Where Have All The Good Times Gone?

The more I think about it, the more one thing about last month's Battlestar Galactica finale sticks out at me: It had a happy ending. And that still seems odd, unexpected and almost unfair. Why?

Perhaps I'm imagining it, but it seems, sometimes, as if downbeat sci-fi has somehow become accepted as more... highbrow may seem the wrong word - "realistic" definitely is - but intellectually acceptable, if that makes sense; people dismiss more positive sci-fi as fluff and popcorn viewing best done with your brain turned off, while happily gathering around for the latest SF that eagerly demonstrates just how fucked we all are, whether by our own doing or by outside forces. Early sci-fi efforts included their share of cautionary tales of things that could, and will, go wrong, of course, but there was still a sense of wonder and positivity about this whole "technology!" thing that is almost entirely missing from today's science fiction (Even the aforementioned BSG finale had an essentially "everything's great, and we've been given another chance - but watch out for those robots!" coda attached). But how did that happen? When did we become so resigned to our dystopias and our demise that it became what we embraced? Some theories:

Happy Is Boring
Who wants to follow happy people doing happy things? We watch/read/listen/play characters who have grand adventures and terrible experiences, because those are the ones that have interesting things happen in them, and because escapism is always more exciting when there's an element of "I'm glad that's not me" in there, as well. Conflict is key to drama, after all; when you're just paying attention to contented people feeling content, you're left watching one of the more boring episodes of Star Trek: The Next Generation, and nobody wants that.

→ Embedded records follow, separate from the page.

/// Task lifecycle service
///
/// Reads and lists only see active tasks, except the per-owner listing which
/// returns everything the user owns. Updates and deletes address a task by
/// id whether or not it is active, so deleting twice succeeds.

use std::sync::Arc;

use chrono::Utc;
use log_execution::LogExecution;
use tracing::{debug, info};

use super::error::{ServiceError, ServiceResult};
use crate::dto::{CreateTaskRequest, TaskPatch, TaskRecord};
use crate::models::{NewTask, Page, PageRequest, TaskChanges, TaskSortField, User};
use crate::repository::{TaskRepository, UserRepository};

#[derive(Clone)]
pub struct TaskService {
    tasks: Arc<dyn TaskRepository>,
    users: Arc<dyn UserRepository>,
}

impl TaskService {
    pub fn new(tasks: Arc<dyn TaskRepository>, users: Arc<dyn UserRepository>) -> Self {
        debug!("TaskService created");
        Self { tasks, users }
    }

    /// Page of active tasks
    pub async fn list_active_tasks(&self, request: PageRequest<TaskSortField>) -> ServiceResult<Page<TaskRecord>> {
        LogExecution::method::<Self>("list_active_tasks")
            .run(async {
                let page = self.tasks.find_active_tasks(&request).await?;
                Ok::<_, ServiceError>(page.map(TaskRecord::from))
            })
            .await
    }

    /// Active task by id
    pub async fn get_active_task_by_id(&self, id: i64) -> ServiceResult<TaskRecord> {
        LogExecution::method::<Self>("get_active_task_by_id")
            .run(async {
                let task = self
                    .tasks
                    .find_active_task_by_id(id)
                    .await?
                    .ok_or_else(|| ServiceError::task_not_found(id))?;
                Ok::<_, ServiceError>(TaskRecord::from(task))
            })
            .await
    }

    /// Creates an active task owned by `request.user_username`
    ///
    /// # Errors
    ///
    /// `BadRequest` if the owner is missing or does not exist. Nothing is
    /// persisted in that case.
    pub async fn create_task(&self, request: CreateTaskRequest) -> ServiceResult<TaskRecord> {
        LogExecution::method::<Self>("create_task")
            .run(async {
                let username = request
                    .user_username
                    .as_deref()
                    .ok_or_else(owner_required)?;

                let owner = self.resolve_owner(username).await?;

                let task = self
                    .tasks
                    .insert_task(NewTask {
                        title: request.title,
                        description: request.description,
                        completed: request.completed,
                        user_id: owner.id,
                        created_at: Utc::now(),
                    })
                    .await?;

                info!(task_id = task.id, owner = %owner.username, "Task created");
                Ok::<_, ServiceError>(TaskRecord::from(task))
            })
            .await
    }

    /// Every task owned by `username`, including soft-deleted ones
    ///
    /// Unknown usernames yield an empty list.
    pub async fn list_tasks_by_owner(&self, username: &str) -> ServiceResult<Vec<TaskRecord>> {
        LogExecution::method::<Self>("list_tasks_by_owner")
            .run(async {
                let tasks = self.tasks.find_tasks_by_owner(username).await?;
                Ok::<_, ServiceError>(tasks.into_iter().map(TaskRecord::from).collect())
            })
            .await
    }

    /// Applies the fields present in `patch`
    ///
    /// `id`, `active` and `created_at` are never changed; `updated_at` is
    /// always refreshed.
    pub async fn update_task(&self, id: i64, patch: TaskPatch) -> ServiceResult<TaskRecord> {
        LogExecution::method::<Self>("update_task")
            .run(async {
                let existing = self
                    .tasks
                    .find_task_by_id(id)
                    .await?
                    .ok_or_else(|| ServiceError::task_not_found(id))?;

                let user_id = match patch.user_username.as_deref() {
                    Some(username) => Some(self.resolve_owner(username).await?.id),
                    None => None,
                };

                let changes = TaskChanges {
                    title: patch.title,
                    description: patch.description,
                    completed: patch.completed,
                    user_id,
                    updated_at: Utc::now(),
                };

                let task = self
                    .tasks
                    .update_task(existing.id, changes)
                    .await?
                    .ok_or_else(|| ServiceError::task_not_found(id))?;

                Ok::<_, ServiceError>(TaskRecord::from(task))
            })
            .await
    }

    /// Marks the task inactive
    pub async fn soft_delete_task(&self, id: i64) -> ServiceResult<()> {
        LogExecution::method::<Self>("soft_delete_task")
            .run(async {
                if !self.tasks.deactivate_task(id, Utc::now()).await? {
                    return Err(ServiceError::task_not_found(id));
                }

                info!(task_id = id, "Task soft-deleted");
                Ok::<_, ServiceError>(())
            })
            .await
    }

    /// Looks up the owner by trimmed username, ignoring `active`
    async fn resolve_owner(&self, username: &str) -> ServiceResult<User> {
        let username = username.trim();
        if username.is_empty() {
            return Err(owner_required());
        }

        self.users
            .find_user_by_username(username)
            .await?
            .ok_or_else(|| ServiceError::BadRequest(format!("User with username {} not found", username)))
    }
}

fn owner_required() -> ServiceError {
    ServiceError::BadRequest("User username is required".to_string())
}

We're In Our Teenage Angst Period
Along similar lines, culturally, we've reached a point where optimism doesn't seem mature enough anymore - Happy endings are the stuff of fairy tales and we've grown past those a long time ago, thank you very much. It's not just science fiction; stories of all media and genres - well, okay, maybe not musicals - have found that, to be critically acclaimed, it's better to focus on the more serious, downer things in life. Of course, sci-fi has that problem more than most, considering the general cultural apathy towards it in general (See "Why Aren't Critics Insanely Excited About Terminator: The Sarah Connor Chronicles And Other Related Questions").

Optimistic Sci-Fi Doesn't Try Hard Enough
This isn't entirely true, of course; I think there's an argument to be made for Flex Mentallo to be the equal in almost all ways to Watchmen, for example... But for the most part, even the good "happy" SF (Doctor Who, Fringe, Transformers) seems to content to "merely" be good entertainment instead of trying to make the grand statement about something larger, like a Battlestar Galactica. Mind you, this may be because...

It's Impossible To Be So Optimistic About Science Anymore
Is the bloom off the rose? We've seen how technology can be abused and used for evil ends too often to be too eager to celebrate it fully anymore. Even in the high tech utopia of Star Trek, the positivity comes more from the human spirit - even in the alien races surrounding us - than the science (Remove the humanity, after all, and you're left with the Borg). It's much easier for us to worry about technology than it is for us to believe in it, perhaps; we're more and more convinced that we'll create Skynet before Data (and even Data comes with evil prototypes).

In the end, perhaps it's just a trend; maybe one day we'll collectively wake up and realize that our creations haven't managed to overpower us and cause nuclear annihilation after all, and that science has slowly continued to improve our lives even if it doesn't look like the glittering prize that it may have done fifty years or so ago. There's always been as much to be in awe of as in fear of, in terms of scientific discovery; it'd be nice if our fiction remembered that more often, and delivered stories that compel, tell us about ourselves and also remind us that, sometimes, things can work out after all.